//! HTTP response types for the BMS Core SDK.
//!
//! This module provides the [`HttpResponse`] type, an immutable snapshot of
//! one completed exchange.

use std::collections::HashMap;
use std::time::Duration;

use reqwest::Url;
use serde::de::DeserializeOwned;

/// An HTTP response received for an [`HttpRequest`](crate::clients::HttpRequest).
///
/// Header names are stored lowercased. Repeated headers are joined with
/// `", "`.
///
/// # Example
///
/// ```rust
/// use bms_core::clients::HttpResponse;
/// use std::collections::HashMap;
///
/// let mut headers = HashMap::new();
/// headers.insert("content-type".to_string(), "text/plain".to_string());
///
/// let response = HttpResponse::new(200, headers, b"hello".to_vec());
/// assert!(response.is_successful());
/// assert_eq!(response.body_text.as_deref(), Some("hello"));
/// assert_eq!(response.header("Content-Type"), Some("text/plain"));
/// ```
#[derive(Clone, Debug)]
pub struct HttpResponse {
    /// The HTTP status code.
    pub status_code: u16,
    /// Response headers keyed by lowercased name.
    pub headers: HashMap<String, String>,
    /// The raw response body.
    pub body: Vec<u8>,
    /// The body decoded as UTF-8, if it is valid UTF-8.
    pub body_text: Option<String>,
    /// The URL that produced this response, after any followed redirects.
    pub url: Option<Url>,
    /// Time between dispatching the request and receiving the full body.
    pub round_trip_time: Duration,
}

impl HttpResponse {
    /// Creates a new `HttpResponse`, decoding the body text when possible.
    #[must_use]
    pub fn new(status_code: u16, headers: HashMap<String, String>, body: Vec<u8>) -> Self {
        let headers = headers
            .into_iter()
            .map(|(name, value)| (name.to_lowercase(), value))
            .collect();
        let body_text = String::from_utf8(body.clone()).ok();

        Self {
            status_code,
            headers,
            body,
            body_text,
            url: None,
            round_trip_time: Duration::ZERO,
        }
    }

    pub(crate) fn with_url(mut self, url: Url) -> Self {
        self.url = Some(url);
        self
    }

    pub(crate) const fn with_round_trip_time(mut self, round_trip_time: Duration) -> Self {
        self.round_trip_time = round_trip_time;
        self
    }

    /// Returns `true` if the status code is in the 2xx range.
    #[must_use]
    pub const fn is_successful(&self) -> bool {
        self.status_code >= 200 && self.status_code <= 299
    }

    /// Returns `true` if the status code is in the 3xx range.
    ///
    /// Only observed when the request disallowed redirects, or when the
    /// server sent a 3xx without a usable `Location`.
    #[must_use]
    pub const fn is_redirect(&self) -> bool {
        self.status_code >= 300 && self.status_code <= 399
    }

    /// Returns a header value by case-insensitive name.
    #[must_use]
    pub fn header(&self, name: &str) -> Option<&str> {
        self.headers
            .get(&name.to_lowercase())
            .map(String::as_str)
    }

    /// Deserializes the body as JSON.
    ///
    /// # Errors
    ///
    /// Returns a [`serde_json::Error`] if the body is not valid JSON for `T`.
    pub fn json<T: DeserializeOwned>(&self) -> Result<T, serde_json::Error> {
        serde_json::from_slice(&self.body)
    }

    /// Collects reqwest's header map into a lowercased `HashMap`.
    pub(crate) fn parse_response_headers(
        headers: &reqwest::header::HeaderMap,
    ) -> HashMap<String, String> {
        let mut result: HashMap<String, String> = HashMap::new();
        for (name, value) in headers {
            let key = name.as_str().to_lowercase();
            let value = String::from_utf8_lossy(value.as_bytes()).into_owned();
            result
                .entry(key)
                .and_modify(|existing| {
                    existing.push_str(", ");
                    existing.push_str(&value);
                })
                .or_insert(value);
        }
        result
    }
}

• Assigned task
Every record above is to be transcribed exactly.

• Result of this task
//! HTTP response types for the BMS Core SDK.
//!
//! This module provides the [`HttpResponse`] type, an immutable snapshot of
//! one completed exchange.

use std::collections::HashMap;
use std::time::Duration;

use reqwest::Url;
use serde::de::DeserializeOwned;

/// An HTTP response received for an [`HttpRequest`](crate::clients::HttpRequest).
///
/// Header names are stored lowercased. Repeated headers are joined with
/// `", "`.
///
/// # Example
///
/// ```rust
/// use bms_core::clients::HttpResponse;
/// use std::collections::HashMap;
///
/// let mut headers = HashMap::new();
/// headers.insert("content-type".to_string(), "text/plain".to_string());
///
/// let response = HttpResponse::new(200, headers, b"hello".to_vec());
/// assert!(response.is_successful());
/// assert_eq!(response.body_text.as_deref(), Some("hello"));
/// assert_eq!(response.header("Content-Type"), Some("text/plain"));
/// ```
#[derive(Clone, Debug)]
pub struct HttpResponse {
    /// The HTTP status code.
    pub status_code: u16,
    /// Response headers keyed by lowercased name.
    pub headers: HashMap<String, String>,
    /// The raw response body.
    pub body: Vec<u8>,
    /// The body decoded as UTF-8, if it is valid UTF-8.
    pub body_text: Option<String>,
    /// The URL that produced this response, after any followed redirects.
    pub url: Option<Url>,
    /// Time between dispatching the request and receiving the full body.
    pub round_trip_time: Duration,
}

impl HttpResponse {
    /// Creates a new `HttpResponse`, decoding the body text when possible.
    #[must_use]
    pub fn new(status_code: u16, headers: HashMap<String, String>, body: Vec<u8>) -> Self {
        let headers = headers
            .into_iter()
            .map(|(name, value)| (name.to_lowercase(), value))
            .collect();
        let body_text = String::from_utf8(body.clone()).ok();

        Self {
            status_code,
            headers,
            body,
            body_text,
            url: None,
            round_trip_time: Duration::ZERO,
        }
    }

    pub(crate) fn with_url(mut self, url: Url) -> Self {
        self.url = Some(url);
        self
    }

    pub(crate) const fn with_round_trip_time(mut self, round_trip_time: Duration) -> Self {
        self.round_trip_time = round_trip_time;
        self
    }

    /// Returns `true` if the status code is in the 2xx range.
    #[must_use]
    pub const fn is_successful(&self) -> bool {
        self.status_code >= 200 && self.status_code <= 299
    }

    /// Returns `true` if the status code is in the 3xx range.
    ///
    /// Only observed when the request disallowed redirects, or when the
    /// server sent a 3xx without a usable `Location`.
    #[must_use]
    pub const fn is_redirect(&self) -> bool {
        self.status_code >= 300 && self.status_code <= 399
    }

    /// Returns a header value by case-insensitive name.
    #[must_use]
    pub fn header(&self, name: &str) -> Option<&str> {
        self.headers
            .get(&name.to_lowercase())
            .map(String::as_str)
    }

    /// Deserializes the body as JSON.
    ///
    /// # Errors
    ///
    /// Returns a [`serde_json::Error`] if the body is not valid JSON for `T`.
    pub fn json<T: DeserializeOwned>(&self) -> Result<T, serde_json::Error> {
        serde_json::from_slice(&self.body)
    }

    /// Collects reqwest's header map into a lowercased `HashMap`.
    pub(crate) fn parse_response_headers(
        headers: &reqwest::header::HeaderMap,
    ) -> HashMap<String, String> {
        let mut result: HashMap<String, String> = HashMap::new();
        for (name, value) in headers {
            let key = name.as_str().to_lowercase();
            let value = String::from_utf8_lossy(value.as_bytes()).into_owned();
            result
                .entry(key)
                .and_modify(|existing| {
                    existing.push_str(", ");
                    existing.push_str(&value);
                })
                .or_insert(value);
        }
        result
    }
}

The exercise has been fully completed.